Nourri d’une tension de chaque instant, Les Poings desserrés obsède par sa force, et révèle une réalisatrice ultradouée : Kira Kovalenko. Avec, à la clé, le prix Un Certain Regard à Cannes en 2021.
Le cinéma russe illustre depuis toujours la caractéristique spirituelle attachée à cette nation : la nécessité de la souffrance. Combien d’œuvres, depuis les sommets de la littérature de ce pays immense, ont marqué par leur tonalité dense, sombre et torturée ? Les jeunes générations de cinéastes ne dérogent pas à la règle, et en voici une nouvelle expression avec une jeune réalisatrice impressionnante, Kira Kovalenko. Après le méconnu Sofichka, son second long-métrage s’avère le premier à sortir à l’international. Les Poings desserrés est le portrait puissant d’une jeune fille, Ada, seul élément féminin d’une famille d’hommes, qui l’enserrent jusqu’à l’étouffement. Cette héroïne résiste et serre ses poings, comme l’avance le titre, pour mieux supporter ceux qui tentent de la retenir sans discontinuer, à commencer par son père-ogre, véritable control freak. Andreï Zvyaguintsev avait nommé l’un de ses derniers opus Faute d’amour, parabole abyssale sur une béance. Ici, la protagoniste est enchaînée par un trop-plein d’amour, dont elle doit s’extirper pour pouvoir desserrer ses poings, justement.
Ces quelques jours dans la vie d’Ada restent longtemps en mémoire après leur visionnage. Car la caméra fait corps avec elle, au plus près de son regard, de son visage et de son corps emmitouflé dans des couches de vêtements. Ces épaisseurs séparent sa peau du reste du monde, pour mieux la préserver, la protéger, elle, meurtrie dans son âme et dans sa chair. Mais le film est aussi le trajet vers une ouverture, via la lutte de ce personnage avec son entourage, avec elle-même, avec son pays, pour s’affranchir et expérimenter ses désirs. C’est l’histoire d’un parcours houleux et douloureux, mais nécessaire, et tellement vivant.
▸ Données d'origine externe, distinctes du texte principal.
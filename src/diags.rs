//! Diagnostic records and readable formatting of canonical forms.
//!
//! The detector never aborts: failures are appended to a [`DiagnosticSink`]
//! and the caller receives them alongside an empty result. Formatting
//! helpers here resolve mark references through the arena so messages show
//! the full nested structure instead of bare mark indices.

use std::fmt;
use std::fmt::Write;

use crate::ast::{Expr, ExprKind, Span};
use crate::error::ErrorKind;
use crate::iter::{IterSplit, IterSum, MarkArena, MarkId};

/// Severity of a diagnostic record. Every detector failure is an error;
/// warnings are for conditions that do not empty the result.
#[derive(Debug, Clone, Copy, PartialEq, Eq)]
pub enum Level {
    Error,
    Warning,
}

impl fmt::Display for Level {
    fn fmt(&self, f: &mut fmt::Formatter) -> fmt::Result {
        match self {
            Level::Error => write!(f, "error"),
            Level::Warning => write!(f, "warning"),
        }
    }
}

/// A failure record tagged with the offending sub-expression's span.
#[derive(Debug, Clone, PartialEq, Eq)]
pub struct Diagnostic {
    pub level: Level,
    pub span: Span,
    pub kind: ErrorKind,
}

impl Diagnostic {
    pub fn new(level: Level, span: Span, kind: ErrorKind) -> Self {
        Diagnostic { level, span, kind }
    }

    pub fn error(span: Span, kind: ErrorKind) -> Self {
        Diagnostic::new(Level::Error, span, kind)
    }

    pub fn warning(span: Span, kind: ErrorKind) -> Self {
        Diagnostic::new(Level::Warning, span, kind)
    }
}

impl fmt::Display for Diagnostic {
    fn fmt(&self, f: &mut fmt::Formatter) -> fmt::Result {
        if self.span.is_generated() {
            write!(f, "{}: {}", self.level, self.kind)
        } else {
            write!(f, "{} at {}: {}", self.level, self.span, self.kind)
        }
    }
}

/// Accumulates diagnostics for one top-level detection call.
#[derive(Debug, Default)]
pub struct DiagnosticSink {
    diagnostics: Vec<Diagnostic>,
}

impl DiagnosticSink {
    pub fn new() -> Self {
        DiagnosticSink::default()
    }

    pub fn emit(&mut self, diagnostic: Diagnostic) {
        log::debug!("{}", diagnostic);
        self.diagnostics.push(diagnostic);
    }

    pub fn is_empty(&self) -> bool {
        self.diagnostics.is_empty()
    }

    pub fn diagnostics(&self) -> &[Diagnostic] {
        &self.diagnostics
    }

    pub fn into_diagnostics(self) -> Vec<Diagnostic> {
        self.diagnostics
    }
}

/// Render a mark with its source resolved through the arena.
pub fn format_mark(marks: &MarkArena, mark: MarkId) -> String {
    match marks.get(mark) {
        Some(node) => format!(
            "IterMark({}, extent={})",
            format_expr(marks, &node.source),
            format_expr(marks, &node.extent)
        ),
        None => format!("IterMark({})", mark),
    }
}

/// Render a split, resolving its source mark.
pub fn format_split(marks: &MarkArena, split: &IterSplit) -> String {
    format!(
        "IterSplit({}, lower_factor={}, extent={}, scale={})",
        format_mark(marks, split.source),
        format_expr(marks, &split.lower_factor),
        format_expr(marks, &split.extent),
        format_expr(marks, &split.scale)
    )
}

/// Render a sum, resolving nested marks.
pub fn format_sum(marks: &MarkArena, sum: &IterSum) -> String {
    let mut out = String::from("IterSum(");
    for arg in &sum.args {
        let _ = write!(out, "{} + ", format_split(marks, arg));
    }
    let _ = write!(out, "{})", format_expr(marks, &sum.base));
    out
}

/// Render an arbitrary expression, resolving canonical nodes through the
/// arena; plain nodes use their `Display` form.
pub fn format_expr(marks: &MarkArena, expr: &Expr) -> String {
    match &expr.kind {
        ExprKind::IterSplit(split) => format_split(marks, split),
        ExprKind::IterSum(sum) => format_sum(marks, sum),
        _ => expr.to_string(),
    }
}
Avec ses nombreuses taches de couleurs vives, disséminées dans les textiles et les accessoires, la fiction contrecarre l’ambiance située dans une ancienne ville minière d’Ossétie du Nord, dans le Caucase du Nord. La petite cité impersonnelle est enclavée au pied des montagnes, entre façades trouées d’impacts de tirs, barres d’immeubles, tunnels, bitume et poussière. Le magma géopolitique transpire par les mutilations passées, les lancers d’explosifs, l’évocation de la Tchétchénie voisine et le drapeau nord-ossète brandi à la fin.
Avec son regard perçant, qui fend la violence sourde et se fait parfois mutin, l’apprentie actrice Milana Agourazova tient la dragée haute à son personnage et à ses partenaires. Elle réussit une incarnation tout en intensité et en impétuosité, dans l’empêchement comme dans l’extériorisation par le corps. Passée par les cours d’Alexandre Sokourov, et complice à la ville de Kantemir Balagov, lui aussi révélé par des œuvres à haute tension (Tesnota, Une grande fille), Kira Kovalenko sait la force de la mise en scène. La gestion de l’espace – de la promiscuité des intérieurs aux échappées à l’air libre -, et la science du cadre et de la scénographie dans le plan débouchent sur un long-métrage à la puissance névralgique. Les séquences imprègnent l’esprit, d’un jeu de découverte physique en mêlées familiales organiques, d’exhibition de pathologie en courses-poursuites nerveuses. Il y a de la douleur dans cette chronique venue de l’Est, mais aussi une pulsion vitale démente.